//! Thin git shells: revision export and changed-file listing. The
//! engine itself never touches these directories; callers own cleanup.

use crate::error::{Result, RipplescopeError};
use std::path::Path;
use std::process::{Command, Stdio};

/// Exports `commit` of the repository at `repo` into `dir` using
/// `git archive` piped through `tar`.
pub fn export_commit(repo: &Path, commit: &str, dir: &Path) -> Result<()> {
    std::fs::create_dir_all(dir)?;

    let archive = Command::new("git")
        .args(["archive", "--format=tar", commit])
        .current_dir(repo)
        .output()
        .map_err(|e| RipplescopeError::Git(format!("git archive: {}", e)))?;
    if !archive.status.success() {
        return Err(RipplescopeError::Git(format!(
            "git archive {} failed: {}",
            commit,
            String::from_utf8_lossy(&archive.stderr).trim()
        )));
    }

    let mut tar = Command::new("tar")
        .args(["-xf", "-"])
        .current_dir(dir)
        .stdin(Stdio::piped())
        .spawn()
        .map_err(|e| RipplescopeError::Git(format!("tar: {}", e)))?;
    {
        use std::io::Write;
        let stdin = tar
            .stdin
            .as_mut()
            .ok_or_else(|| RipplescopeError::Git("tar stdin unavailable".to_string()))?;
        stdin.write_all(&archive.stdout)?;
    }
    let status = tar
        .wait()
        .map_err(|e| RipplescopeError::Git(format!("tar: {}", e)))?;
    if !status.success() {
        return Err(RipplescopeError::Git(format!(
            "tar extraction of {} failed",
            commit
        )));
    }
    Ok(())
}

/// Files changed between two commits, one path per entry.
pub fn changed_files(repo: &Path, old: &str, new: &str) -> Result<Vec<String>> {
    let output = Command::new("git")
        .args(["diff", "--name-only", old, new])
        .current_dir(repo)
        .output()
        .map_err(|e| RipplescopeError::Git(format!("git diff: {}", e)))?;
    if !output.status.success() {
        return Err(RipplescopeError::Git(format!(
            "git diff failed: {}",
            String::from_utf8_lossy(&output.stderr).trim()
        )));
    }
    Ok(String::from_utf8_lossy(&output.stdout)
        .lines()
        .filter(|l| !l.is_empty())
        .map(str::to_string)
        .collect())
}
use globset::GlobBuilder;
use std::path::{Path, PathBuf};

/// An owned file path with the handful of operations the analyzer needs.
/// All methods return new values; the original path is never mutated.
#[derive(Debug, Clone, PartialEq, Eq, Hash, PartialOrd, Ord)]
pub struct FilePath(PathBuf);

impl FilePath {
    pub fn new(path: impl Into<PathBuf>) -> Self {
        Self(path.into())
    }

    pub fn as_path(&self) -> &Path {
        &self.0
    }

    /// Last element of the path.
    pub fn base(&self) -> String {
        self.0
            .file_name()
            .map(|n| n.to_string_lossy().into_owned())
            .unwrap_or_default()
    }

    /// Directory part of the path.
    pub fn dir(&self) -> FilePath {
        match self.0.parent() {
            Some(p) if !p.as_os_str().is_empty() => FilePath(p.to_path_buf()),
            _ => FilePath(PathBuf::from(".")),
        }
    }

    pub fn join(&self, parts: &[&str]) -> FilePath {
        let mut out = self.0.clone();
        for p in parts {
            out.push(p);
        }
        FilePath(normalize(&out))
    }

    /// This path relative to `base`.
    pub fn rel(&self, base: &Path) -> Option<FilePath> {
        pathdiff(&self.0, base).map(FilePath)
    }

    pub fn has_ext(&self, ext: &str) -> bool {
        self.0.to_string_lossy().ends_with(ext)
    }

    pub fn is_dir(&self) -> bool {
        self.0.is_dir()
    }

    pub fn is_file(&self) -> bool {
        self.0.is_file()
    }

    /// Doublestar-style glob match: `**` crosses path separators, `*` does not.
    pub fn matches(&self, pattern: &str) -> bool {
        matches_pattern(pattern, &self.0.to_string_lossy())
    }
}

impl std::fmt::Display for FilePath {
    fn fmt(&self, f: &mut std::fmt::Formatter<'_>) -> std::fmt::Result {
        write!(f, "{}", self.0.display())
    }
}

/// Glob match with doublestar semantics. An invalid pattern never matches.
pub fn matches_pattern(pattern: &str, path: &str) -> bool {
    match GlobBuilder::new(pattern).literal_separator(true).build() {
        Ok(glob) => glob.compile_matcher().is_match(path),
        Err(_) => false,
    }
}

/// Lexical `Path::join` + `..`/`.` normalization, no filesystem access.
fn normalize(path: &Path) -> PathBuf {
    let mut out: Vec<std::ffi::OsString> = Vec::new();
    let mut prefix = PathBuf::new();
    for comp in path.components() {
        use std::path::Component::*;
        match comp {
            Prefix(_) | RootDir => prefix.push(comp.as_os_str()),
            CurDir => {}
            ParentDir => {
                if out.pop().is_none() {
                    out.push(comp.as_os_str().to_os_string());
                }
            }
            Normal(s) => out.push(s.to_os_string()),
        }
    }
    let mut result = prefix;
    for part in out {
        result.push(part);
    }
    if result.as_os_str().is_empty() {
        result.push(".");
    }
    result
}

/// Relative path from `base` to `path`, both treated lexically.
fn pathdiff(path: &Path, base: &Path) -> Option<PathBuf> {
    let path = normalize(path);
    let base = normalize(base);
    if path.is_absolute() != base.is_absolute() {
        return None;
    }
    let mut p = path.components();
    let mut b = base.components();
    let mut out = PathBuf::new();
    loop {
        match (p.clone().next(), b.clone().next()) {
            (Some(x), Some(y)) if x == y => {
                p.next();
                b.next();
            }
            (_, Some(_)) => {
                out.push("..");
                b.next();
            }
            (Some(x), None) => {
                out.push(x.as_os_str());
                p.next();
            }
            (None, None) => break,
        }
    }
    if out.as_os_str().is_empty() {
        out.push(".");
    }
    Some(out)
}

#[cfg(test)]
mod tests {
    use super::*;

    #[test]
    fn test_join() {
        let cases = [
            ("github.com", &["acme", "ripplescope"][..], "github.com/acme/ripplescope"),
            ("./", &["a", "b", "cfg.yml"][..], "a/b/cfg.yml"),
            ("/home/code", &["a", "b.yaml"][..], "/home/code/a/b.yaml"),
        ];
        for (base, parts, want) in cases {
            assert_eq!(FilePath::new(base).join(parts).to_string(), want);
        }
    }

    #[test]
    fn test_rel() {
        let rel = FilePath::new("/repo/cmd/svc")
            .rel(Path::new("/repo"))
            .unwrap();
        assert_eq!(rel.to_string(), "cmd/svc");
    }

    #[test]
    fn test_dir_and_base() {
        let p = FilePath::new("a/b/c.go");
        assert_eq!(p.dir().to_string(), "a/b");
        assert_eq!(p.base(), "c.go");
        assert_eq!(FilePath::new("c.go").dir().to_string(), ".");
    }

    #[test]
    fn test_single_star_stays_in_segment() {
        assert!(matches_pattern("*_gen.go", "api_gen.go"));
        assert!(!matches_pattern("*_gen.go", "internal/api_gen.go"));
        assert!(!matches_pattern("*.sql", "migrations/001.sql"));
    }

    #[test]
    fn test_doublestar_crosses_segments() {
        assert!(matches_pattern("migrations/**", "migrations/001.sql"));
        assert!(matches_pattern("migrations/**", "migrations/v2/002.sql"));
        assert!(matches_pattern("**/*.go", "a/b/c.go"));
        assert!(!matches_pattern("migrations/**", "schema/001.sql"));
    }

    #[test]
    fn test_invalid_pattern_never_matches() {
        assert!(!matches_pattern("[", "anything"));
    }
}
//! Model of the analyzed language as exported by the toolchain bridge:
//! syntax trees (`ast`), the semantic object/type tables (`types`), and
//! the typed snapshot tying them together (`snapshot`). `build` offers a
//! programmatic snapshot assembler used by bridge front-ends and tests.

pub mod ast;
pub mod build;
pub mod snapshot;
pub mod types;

------------------------------------

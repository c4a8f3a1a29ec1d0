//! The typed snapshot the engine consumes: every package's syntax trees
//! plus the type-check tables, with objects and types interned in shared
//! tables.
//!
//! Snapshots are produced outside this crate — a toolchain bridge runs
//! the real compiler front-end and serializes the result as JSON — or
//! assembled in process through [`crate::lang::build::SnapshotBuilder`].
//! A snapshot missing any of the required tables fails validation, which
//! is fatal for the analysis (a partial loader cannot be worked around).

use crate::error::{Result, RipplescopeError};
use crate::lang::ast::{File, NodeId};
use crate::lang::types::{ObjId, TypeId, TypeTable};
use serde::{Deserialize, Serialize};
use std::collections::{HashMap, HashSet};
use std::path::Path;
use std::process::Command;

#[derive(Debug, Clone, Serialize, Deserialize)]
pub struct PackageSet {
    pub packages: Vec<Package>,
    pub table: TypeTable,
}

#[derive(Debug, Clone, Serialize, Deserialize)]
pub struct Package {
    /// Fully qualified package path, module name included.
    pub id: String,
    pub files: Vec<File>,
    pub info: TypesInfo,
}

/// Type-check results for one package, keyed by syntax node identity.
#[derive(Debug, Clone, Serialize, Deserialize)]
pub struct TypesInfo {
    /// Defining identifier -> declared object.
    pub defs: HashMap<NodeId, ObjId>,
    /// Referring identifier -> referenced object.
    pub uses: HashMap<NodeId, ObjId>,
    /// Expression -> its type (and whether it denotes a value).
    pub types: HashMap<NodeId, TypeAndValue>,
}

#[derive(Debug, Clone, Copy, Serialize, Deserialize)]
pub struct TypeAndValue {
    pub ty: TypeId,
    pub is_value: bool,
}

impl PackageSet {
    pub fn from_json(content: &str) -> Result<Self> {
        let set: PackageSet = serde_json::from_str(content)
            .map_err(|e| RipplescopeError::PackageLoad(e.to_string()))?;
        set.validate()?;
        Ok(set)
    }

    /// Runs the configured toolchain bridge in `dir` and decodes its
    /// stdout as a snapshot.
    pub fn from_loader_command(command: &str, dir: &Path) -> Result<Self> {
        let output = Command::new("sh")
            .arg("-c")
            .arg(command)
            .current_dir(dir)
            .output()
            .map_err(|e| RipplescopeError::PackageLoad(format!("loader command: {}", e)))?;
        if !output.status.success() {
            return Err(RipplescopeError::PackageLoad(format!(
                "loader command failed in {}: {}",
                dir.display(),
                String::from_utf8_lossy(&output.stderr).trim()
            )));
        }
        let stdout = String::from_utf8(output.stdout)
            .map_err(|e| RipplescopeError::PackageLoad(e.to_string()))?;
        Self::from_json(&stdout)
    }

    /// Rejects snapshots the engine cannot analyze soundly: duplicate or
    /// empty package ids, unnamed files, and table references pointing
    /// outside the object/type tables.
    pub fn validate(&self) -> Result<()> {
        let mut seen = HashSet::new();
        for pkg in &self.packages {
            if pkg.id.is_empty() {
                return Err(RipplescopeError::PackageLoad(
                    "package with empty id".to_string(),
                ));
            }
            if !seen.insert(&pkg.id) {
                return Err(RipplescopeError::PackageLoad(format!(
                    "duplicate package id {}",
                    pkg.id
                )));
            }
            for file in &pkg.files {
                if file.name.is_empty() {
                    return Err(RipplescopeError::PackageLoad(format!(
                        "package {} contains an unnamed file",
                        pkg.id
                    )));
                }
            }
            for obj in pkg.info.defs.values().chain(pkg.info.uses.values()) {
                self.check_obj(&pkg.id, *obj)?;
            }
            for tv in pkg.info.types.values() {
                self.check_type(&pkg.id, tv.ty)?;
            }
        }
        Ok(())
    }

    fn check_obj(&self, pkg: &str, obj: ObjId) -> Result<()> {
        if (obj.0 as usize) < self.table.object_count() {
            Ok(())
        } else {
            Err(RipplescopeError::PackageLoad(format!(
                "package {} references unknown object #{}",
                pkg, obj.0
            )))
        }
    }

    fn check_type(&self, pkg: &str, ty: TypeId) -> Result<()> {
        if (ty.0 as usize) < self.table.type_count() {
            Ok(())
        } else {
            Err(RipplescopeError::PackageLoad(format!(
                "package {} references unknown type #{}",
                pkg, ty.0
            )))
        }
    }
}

------------------------------------

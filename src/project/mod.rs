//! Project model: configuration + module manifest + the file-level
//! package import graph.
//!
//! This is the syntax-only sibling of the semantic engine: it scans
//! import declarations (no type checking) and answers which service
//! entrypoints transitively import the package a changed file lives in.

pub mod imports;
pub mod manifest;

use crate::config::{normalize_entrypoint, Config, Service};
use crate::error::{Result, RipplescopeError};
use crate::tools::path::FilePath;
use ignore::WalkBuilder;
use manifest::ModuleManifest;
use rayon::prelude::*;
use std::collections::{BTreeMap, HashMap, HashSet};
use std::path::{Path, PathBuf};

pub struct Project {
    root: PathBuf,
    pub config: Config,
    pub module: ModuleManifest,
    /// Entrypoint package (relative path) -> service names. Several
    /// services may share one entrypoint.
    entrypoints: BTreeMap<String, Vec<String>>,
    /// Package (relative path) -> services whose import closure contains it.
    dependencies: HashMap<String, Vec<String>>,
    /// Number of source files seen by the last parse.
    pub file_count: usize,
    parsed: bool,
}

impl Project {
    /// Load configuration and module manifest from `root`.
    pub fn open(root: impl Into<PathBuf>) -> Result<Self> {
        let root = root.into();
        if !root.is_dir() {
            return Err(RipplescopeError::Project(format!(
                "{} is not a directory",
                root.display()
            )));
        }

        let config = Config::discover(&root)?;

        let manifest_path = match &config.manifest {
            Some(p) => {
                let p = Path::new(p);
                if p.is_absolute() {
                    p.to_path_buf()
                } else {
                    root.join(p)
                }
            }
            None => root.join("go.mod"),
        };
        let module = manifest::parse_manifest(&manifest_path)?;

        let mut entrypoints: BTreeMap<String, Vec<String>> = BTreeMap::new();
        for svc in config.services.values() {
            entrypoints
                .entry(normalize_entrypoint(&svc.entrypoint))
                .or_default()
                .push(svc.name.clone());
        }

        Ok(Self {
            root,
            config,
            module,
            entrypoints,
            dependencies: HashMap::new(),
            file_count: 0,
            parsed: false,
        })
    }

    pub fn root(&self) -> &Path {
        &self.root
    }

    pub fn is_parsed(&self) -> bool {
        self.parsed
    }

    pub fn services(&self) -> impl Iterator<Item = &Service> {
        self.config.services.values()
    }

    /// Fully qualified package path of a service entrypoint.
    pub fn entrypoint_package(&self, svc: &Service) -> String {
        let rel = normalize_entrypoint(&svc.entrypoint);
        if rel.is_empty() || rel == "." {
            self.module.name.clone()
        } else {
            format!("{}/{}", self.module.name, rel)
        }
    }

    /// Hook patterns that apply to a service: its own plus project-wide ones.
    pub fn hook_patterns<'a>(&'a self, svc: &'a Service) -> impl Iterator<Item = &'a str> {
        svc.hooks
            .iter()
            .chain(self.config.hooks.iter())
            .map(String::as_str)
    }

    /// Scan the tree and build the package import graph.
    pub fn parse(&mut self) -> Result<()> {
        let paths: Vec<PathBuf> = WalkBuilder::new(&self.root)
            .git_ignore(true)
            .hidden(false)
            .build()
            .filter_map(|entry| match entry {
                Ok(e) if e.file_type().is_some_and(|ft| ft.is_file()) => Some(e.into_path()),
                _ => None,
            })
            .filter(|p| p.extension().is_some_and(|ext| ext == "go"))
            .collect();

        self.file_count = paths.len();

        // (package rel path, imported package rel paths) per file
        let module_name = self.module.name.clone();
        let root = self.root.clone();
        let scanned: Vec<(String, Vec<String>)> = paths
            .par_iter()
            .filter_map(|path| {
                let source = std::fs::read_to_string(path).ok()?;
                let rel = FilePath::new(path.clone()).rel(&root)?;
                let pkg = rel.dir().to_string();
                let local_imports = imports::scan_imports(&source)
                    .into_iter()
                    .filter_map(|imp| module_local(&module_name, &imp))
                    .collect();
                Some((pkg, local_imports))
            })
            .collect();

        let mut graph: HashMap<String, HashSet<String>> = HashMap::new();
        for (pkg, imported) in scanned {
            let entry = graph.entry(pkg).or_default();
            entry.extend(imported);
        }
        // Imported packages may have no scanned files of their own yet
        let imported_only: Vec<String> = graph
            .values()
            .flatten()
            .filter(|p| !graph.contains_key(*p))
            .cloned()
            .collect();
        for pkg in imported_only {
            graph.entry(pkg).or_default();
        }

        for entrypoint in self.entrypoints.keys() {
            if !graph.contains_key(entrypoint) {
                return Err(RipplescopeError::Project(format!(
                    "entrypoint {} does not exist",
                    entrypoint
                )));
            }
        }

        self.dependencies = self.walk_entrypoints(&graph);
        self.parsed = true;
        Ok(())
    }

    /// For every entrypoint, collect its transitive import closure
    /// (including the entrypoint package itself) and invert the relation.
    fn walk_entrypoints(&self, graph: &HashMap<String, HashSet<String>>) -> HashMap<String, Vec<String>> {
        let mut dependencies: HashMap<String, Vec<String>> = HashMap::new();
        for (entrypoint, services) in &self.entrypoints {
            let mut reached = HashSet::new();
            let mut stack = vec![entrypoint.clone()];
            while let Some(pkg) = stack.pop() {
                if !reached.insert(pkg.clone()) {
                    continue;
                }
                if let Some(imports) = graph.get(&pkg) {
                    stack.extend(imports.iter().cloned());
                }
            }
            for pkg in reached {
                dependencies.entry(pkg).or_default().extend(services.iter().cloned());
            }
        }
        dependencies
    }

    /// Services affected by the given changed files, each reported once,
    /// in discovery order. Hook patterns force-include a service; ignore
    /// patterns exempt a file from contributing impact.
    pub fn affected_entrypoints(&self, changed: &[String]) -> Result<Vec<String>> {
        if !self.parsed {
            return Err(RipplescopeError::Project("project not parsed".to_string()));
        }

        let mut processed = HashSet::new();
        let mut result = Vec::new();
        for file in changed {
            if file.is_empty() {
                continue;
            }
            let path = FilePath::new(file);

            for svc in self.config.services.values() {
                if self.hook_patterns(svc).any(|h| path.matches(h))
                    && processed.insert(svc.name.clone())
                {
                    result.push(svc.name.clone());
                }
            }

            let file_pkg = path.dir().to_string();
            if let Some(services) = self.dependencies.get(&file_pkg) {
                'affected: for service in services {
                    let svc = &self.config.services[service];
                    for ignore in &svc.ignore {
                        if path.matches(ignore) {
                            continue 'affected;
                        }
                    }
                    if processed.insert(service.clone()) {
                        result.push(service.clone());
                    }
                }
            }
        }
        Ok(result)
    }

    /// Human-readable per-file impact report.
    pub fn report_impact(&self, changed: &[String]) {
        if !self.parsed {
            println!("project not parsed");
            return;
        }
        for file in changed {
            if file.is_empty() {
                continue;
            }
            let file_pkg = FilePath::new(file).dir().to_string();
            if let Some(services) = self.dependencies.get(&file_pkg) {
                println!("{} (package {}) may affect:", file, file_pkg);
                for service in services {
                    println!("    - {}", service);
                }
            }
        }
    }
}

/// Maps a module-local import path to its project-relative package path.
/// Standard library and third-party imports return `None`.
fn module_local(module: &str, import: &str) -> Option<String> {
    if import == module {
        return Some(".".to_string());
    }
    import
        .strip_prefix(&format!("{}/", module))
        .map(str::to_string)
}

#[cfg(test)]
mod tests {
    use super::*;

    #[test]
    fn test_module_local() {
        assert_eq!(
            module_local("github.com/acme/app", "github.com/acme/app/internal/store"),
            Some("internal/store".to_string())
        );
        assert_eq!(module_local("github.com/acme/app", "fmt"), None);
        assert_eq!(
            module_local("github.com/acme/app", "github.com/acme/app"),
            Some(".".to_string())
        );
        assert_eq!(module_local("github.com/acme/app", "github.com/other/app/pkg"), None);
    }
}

------------------------------------

■ **GOAL OF THE EXERCISE**
In the listing above, the lines from the one containing "changed-file listing. The" through the one containing "pub fn export_commit(repo: &Path, commit: &str, dir: &Path)" must be set down exactly, with no other lines.

■ **REPLY TO THE TASK**
//! Thin git shells: revision export and changed-file listing. The
//! engine itself never touches these directories; callers own cleanup.

use crate::error::{Result, RipplescopeError};
use std::path::Path;
use std::process::{Command, Stdio};

/// Exports `commit` of the repository at `repo` into `dir` using
/// `git archive` piped through `tar`.
pub fn export_commit(repo: &Path, commit: &str, dir: &Path) -> Result<()> {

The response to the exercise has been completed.